_Prompt:_ Write out, word for word, only the lines from the one with "self.state.pending = Some(plan);" to the end of the data below.

* * * * * * *

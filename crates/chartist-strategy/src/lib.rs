//! 차트 기반 매매 전략.
//!
//! 이 크레이트가 제공하는 기능:
//! - 봉 단위 신호 생성을 위한 `Strategy` trait
//! - 피벗/추세선 기하 유틸리티 (두 전략이 공유)
//! - 지지/저항 돌파-회복 상태 머신 전략
//! - 차트 패턴(M/W, 머리어깨, 삼각수렴, 3파동) 탐지 전략
//! - 설정 기반 전략 생성 레지스트리
//!
//! # 예제
//!
//! ```rust,ignore
//! use chartist_strategy::create_strategy;
//! use serde_json::json;
//!
//! let mut strategy = create_strategy("patterns", &json!({ "lookback": 120 }))?;
//! let signal = strategy.on_bar(index, &bars, &position);
//! ```

pub mod error;
pub mod registry;
pub mod strategies;
pub mod traits;

// 주요 타입 재내보내기
pub use error::{StrategyError, StrategyResult};
pub use registry::{available_strategies, create_strategy, StrategyMeta, StrategyType};
pub use strategies::{
    PatternConfig, PatternStrategy, SupportResistanceConfig, SupportResistanceStrategy,
    TradePlan,
};
pub use traits::{KeyLevels, Strategy, TradeLevels};
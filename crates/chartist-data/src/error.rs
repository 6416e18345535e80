//! 데이터 모듈 오류 타입.

use chartist_core::ChartistError;
use thiserror::Error;

/// 데이터 관련 오류.
#[derive(Debug, Error)]
pub enum DataError {
    /// 종목 데이터 없음
    #[error("Bars not found: {0}")]
    NotFound(String),

    /// 파일 읽기 오류
    #[error("I/O error: {0}")]
    Io(String),

    /// 파싱 오류
    #[error("Parse error: {0}")]
    ParseError(String),

    /// 잘못된 데이터
    #[error("Invalid data: {0}")]
    InvalidData(String),

    /// 봉 수 부족
    #[error("not enough bars: {0}")]
    NotEnoughBars(usize),
}

/// 데이터 작업 Result 타입.
pub type Result<T> = std::result::Result<T, DataError>;

impl From<std::io::Error> for DataError {
    fn from(err: std::io::Error) -> Self {
        DataError::Io(err.to_string())
    }
}

impl From<csv::Error> for DataError {
    fn from(err: csv::Error) -> Self {
        DataError::ParseError(err.to_string())
    }
}

impl From<serde_json::Error> for DataError {
    fn from(err: serde_json::Error) -> Self {
        DataError::ParseError(err.to_string())
    }
}

impl From<DataError> for ChartistError {
    fn from(err: DataError) -> Self {
        ChartistError::Data(err.to_string())
    }
}
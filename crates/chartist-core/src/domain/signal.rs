//! 전략의 매매 신호.
//!
//! 신호는 체결이 아닌 "의도"이며, 생성 이후 변경되지 않습니다.
//! 엔진은 신호를 생성한 봉의 다음 봉 시가에 체결합니다.

use chrono::{DateTime, Utc};
use serde::{Deserialize, Serialize};

/// 신호 액션.
#[derive(Debug, Clone, Copy, PartialEq, Eq, Hash, Serialize, Deserialize)]
#[serde(rename_all = "lowercase")]
pub enum SignalAction {
    /// 롱 진입
    Buy,
    /// 롱 청산
    Sell,
    /// 숏 진입
    Short,
    /// 숏 청산
    Cover,
}

impl SignalAction {
    /// 진입 신호 여부.
    pub fn is_entry(&self) -> bool {
        matches!(self, SignalAction::Buy | SignalAction::Short)
    }
}

impl std::fmt::Display for SignalAction {
    fn fmt(&self, f: &mut std::fmt::Formatter<'_>) -> std::fmt::Result {
        match self {
            SignalAction::Buy => write!(f, "buy"),
            SignalAction::Sell => write!(f, "sell"),
            SignalAction::Short => write!(f, "short"),
            SignalAction::Cover => write!(f, "cover"),
        }
    }
}

/// 전략이 생성한 매매 신호.
#[derive(Debug, Clone, PartialEq, Eq, Serialize, Deserialize)]
pub struct Signal {
    /// 신호를 생성한 봉의 시각
    pub time: DateTime<Utc>,
    /// 액션
    pub action: SignalAction,
    /// 사유 (거래 감사 추적용)
    pub reason: String,
}

impl Signal {
    /// 새 신호를 생성합니다.
    pub fn new(time: DateTime<Utc>, action: SignalAction, reason: impl Into<String>) -> Self {
        Self {
            time,
            action,
            reason: reason.into(),
        }
    }

    /// 롱 진입 신호
    pub fn buy(time: DateTime<Utc>, reason: impl Into<String>) -> Self {
        Self::new(time, SignalAction::Buy, reason)
    }

    /// 롱 청산 신호
    pub fn sell(time: DateTime<Utc>, reason: impl Into<String>) -> Self {
        Self::new(time, SignalAction::Sell, reason)
    }

    /// 숏 진입 신호
    pub fn short(time: DateTime<Utc>, reason: impl Into<String>) -> Self {
        Self::new(time, SignalAction::Short, reason)
    }

    /// 숏 청산 신호
    pub fn cover(time: DateTime<Utc>, reason: impl Into<String>) -> Self {
        Self::new(time, SignalAction::Cover, reason)
    }
}
impl PatternConfig {
    fn toggles(&self) -> [bool; 8] {
        [
            self.enable_hs_top,
            self.enable_hs_bottom,
            self.enable_m_top,
            self.enable_w_bottom,
            self.enable_triangle_breakout,
            self.enable_triangle_breakdown,
            self.enable_wave_up,
            self.enable_wave_down,
        ]
    }

    /// 토글이 모두 꺼져 있으면 전부 켠 설정을 반환합니다.
    pub fn normalized(mut self) -> Self {
        if !self.toggles().iter().any(|on| *on) {
            self.enable_hs_top = true;
            self.enable_hs_bottom = true;
            self.enable_m_top = true;
            self.enable_w_bottom = true;
            self.enable_triangle_breakout = true;
            self.enable_triangle_breakdown = true;
            self.enable_wave_up = true;
            self.enable_wave_down = true;
        }
        self
    }

    /// 매개변수 범위를 검증합니다.
    pub fn validate(&self) -> StrategyResult<()> {
        let c = self;
        ensure_range((20..=2000).contains(&c.lookback), "lookback", c.lookback, "[20, 2000]")?;
        ensure_range((1..=20).contains(&c.pivot_n), "pivot_n", c.pivot_n, "[1, 20]")?;
        ensure_range(
            c.equal_tol_pct > 0.0 && c.equal_tol_pct <= 0.2,
            "equal_tol_pct",
            c.equal_tol_pct,
            "(0, 0.2]",
        )?;
        ensure_range((0.0..=0.2).contains(&c.break_pct), "break_pct", c.break_pct, "[0, 0.2]")?;
        ensure_range(
            (0.0..=0.2).contains(&c.stop_buffer_pct),
            "stop_buffer_pct",
            c.stop_buffer_pct,
            "[0, 0.2]",
        )?;
        ensure_range(
            c.target_multiple > 0.0 && c.target_multiple <= 10.0,
            "target_multiple",
            c.target_multiple,
            "(0, 10]",
        )?;
        ensure_range(
            (20..=2000).contains(&c.triangle_lookback),
            "triangle_lookback",
            c.triangle_lookback,
            "[20, 2000]",
        )?;
        ensure_range(
            (2..=50).contains(&c.triangle_min_pivots),
            "triangle_min_pivots",
            c.triangle_min_pivots,
            "[2, 50]",
        )?;
        ensure_range(
            c.triangle_min_break_frac > 0.0 && c.triangle_min_break_frac <= c.triangle_max_break_frac,
            "triangle_min_break_frac",
            c.triangle_min_break_frac,
            "(0, triangle_max_break_frac]",
        )?;
        ensure_range(
            c.triangle_max_break_frac <= 0.95,
            "triangle_max_break_frac",
            c.triangle_max_break_frac,
            "[triangle_min_break_frac, 0.95]",
        )?;
        ensure_range(
            c.pending_grace_bars <= 50,
            "pending_grace_bars",
            c.pending_grace_bars,
            "[0, 50]",
        )?;
        Ok(())
    }
}

// ============================================================================
// 전략 상태
// ============================================================================

/// 패턴 전략 상태.
#[derive(Debug, Clone, Default, Serialize)]
pub struct PatternState {
    /// 체결 대기 중인 계획
    pub pending: Option<TradePlan>,
    /// 대기 계획이 미체결로 지난 봉 수
    pub pending_age: usize,
    /// 보유 포지션의 계획
    pub active: Option<TradePlan>,
    /// 직전 봉의 포지션 방향
    pub last_side: Side,
}

// ============================================================================
// 전략 구현
// ============================================================================

/// 차트 패턴 전략.
#[derive(Debug, Clone)]
pub struct PatternStrategy {
    config: PatternConfig,
    state: PatternState,
}

impl PatternStrategy {
    /// 검증된 설정으로 전략을 생성합니다. 토글은 [`PatternConfig::normalized`]를 거칩니다.
    pub fn new(config: PatternConfig) -> StrategyResult<Self> {
        config.validate()?;
        Ok(Self {
            config: config.normalized(),
            state: PatternState::default(),
        })
    }

    /// 현재 설정.
    pub fn config(&self) -> &PatternConfig {
        &self.config
    }

    /// 현재 상태.
    pub fn state(&self) -> &PatternState {
        &self.state
    }

    /// `index` 봉에서 우선순위대로 패턴을 탐지합니다.
    pub fn detect(&self, index: usize, bars: &[Bar]) -> Option<TradePlan> {
        let c = &self.config;
        let start = index.saturating_sub(c.lookback);
        let pivots = collect_pivots(bars, start, index, c.pivot_n);

        type Detector = fn(usize, &[Bar], &[PivotPoint], &PatternConfig) -> Option<TradePlan>;
        let pivot_detectors: [(bool, Detector); 4] = [
            (c.enable_hs_top, detect_hs_top),
            (c.enable_hs_bottom, detect_hs_bottom),
            (c.enable_m_top, detect_m_top),
            (c.enable_w_bottom, detect_w_bottom),
        ];
        for (enabled, detector) in pivot_detectors {
            if enabled {
                if let Some(plan) = detector(index, bars, &pivots, c) {
                    return Some(plan);
                }
            }
        }

        if c.enable_triangle_breakout || c.enable_triangle_breakdown {
            if let Some(plan) = detect_triangle(index, bars, c) {
                return Some(plan);
            }
        }

        let wave_detectors: [(bool, Detector); 2] = [
            (c.enable_wave_up, detect_wave_up),
            (c.enable_wave_down, detect_wave_down),
        ];
        wave_detectors
            .into_iter()
            .filter(|(enabled, _)| *enabled)
            .find_map(|(_, detector)| detector(index, bars, &pivots, c))
    }

    /// 포지션 변화에 맞춰 대기/활성 계획을 갱신합니다.
    fn track_position(&mut self, index: usize, side: Side) {
        let state = &mut self.state;
        if side == Side::Flat {
            if state.pending.is_some() {
                state.pending_age += 1;
                if state.pending_age > self.config.pending_grace_bars {
                    debug!(index, "미체결 대기 계획 폐기");
                    state.pending = None;
                    state.pending_age = 0;
                }
            }
            state.active = None;
        } else if state.last_side == Side::Flat {
            if let Some(plan) = state.pending.take() {
                if plan.side == side {
                    debug!(index, reason = %plan.reason, "대기 계획 활성화");
                    state.active = Some(plan);
                }
            }
            state.pending_age = 0;
        }
        state.last_side = side;
    }

    fn check_exit(&self, bar: &Bar, side: Side) -> Option<Signal> {
        let plan = self.state.active.as_ref()?;
        let close = bar.close;
        if close <= 0.0 {
            return None;
        }
        match side {
            Side::Long if close >= plan.target => {
                Some(Signal::sell(bar.time, format!("{}|target", plan.reason)))
            }
            Side::Long if close <= plan.stop => {
                Some(Signal::sell(bar.time, format!("{}|stop", plan.reason)))
            }
            Side::Short if close <= plan.target => {
                Some(Signal::cover(bar.time, format!("{}|target", plan.reason)))
            }
            Side::Short if close >= plan.stop => {
                Some(Signal::cover(bar.time, format!("{}|stop", plan.reason)))
            }
            _ => None,
        }
    }
}

impl Strategy for PatternStrategy {
    fn name(&self) -> &str {
        "patterns"
    }

    fn on_bar(&mut self, index: usize, bars: &[Bar], position: &Position) -> Option<Signal> {
        if index == 0 || index >= bars.len() {
            return None;
        }
        let side = position.side;
        self.track_position(index, side);

        let bar = &bars[index];
        if side != Side::Flat {
            return self.check_exit(bar, side);
        }

        let plan = self.detect(index, bars)?;
        debug!(
            index,
            reason = %plan.reason,
            stop = plan.stop,
            target = plan.target,
            "패턴 진입 신호"
        );
        let signal = match plan.side {
            Side::Short => Signal::short(bar.time, plan.reason.clone()),
            _ => Signal::buy(bar.time, plan.reason.clone()),
        };
        self.state.pending = Some(plan);
        self.state.pending_age = 0;
        Some(signal)
    }

    fn clone_fresh(&self) -> Box<dyn Strategy> {
        Box::new(Self {
            config: self.config.clone(),
            state: PatternState::default(),
        })
    }

    fn trade_levels(&self, _last_time: DateTime<Utc>) -> Option<TradeLevels> {
        self.state
            .pending
            .as_ref()
            .or(self.state.active.as_ref())
            .map(TradePlan::levels)
    }

    fn get_state(&self) -> Value {
        serde_json::to_value(&self.state).unwrap_or_default()
    }
}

* * * * * * *

_Task response:_
        self.state.pending = Some(plan);
        self.state.pending_age = 0;
        Some(signal)
    }

    fn clone_fresh(&self) -> Box<dyn Strategy> {
        Box::new(Self {
            config: self.config.clone(),
            state: PatternState::default(),
        })
    }

    fn trade_levels(&self, _last_time: DateTime<Utc>) -> Option<TradeLevels> {
        self.state
            .pending
            .as_ref()
            .or(self.state.active.as_ref())
            .map(TradePlan::levels)
    }

    fn get_state(&self) -> Value {
        serde_json::to_value(&self.state).unwrap_or_default()
    }
}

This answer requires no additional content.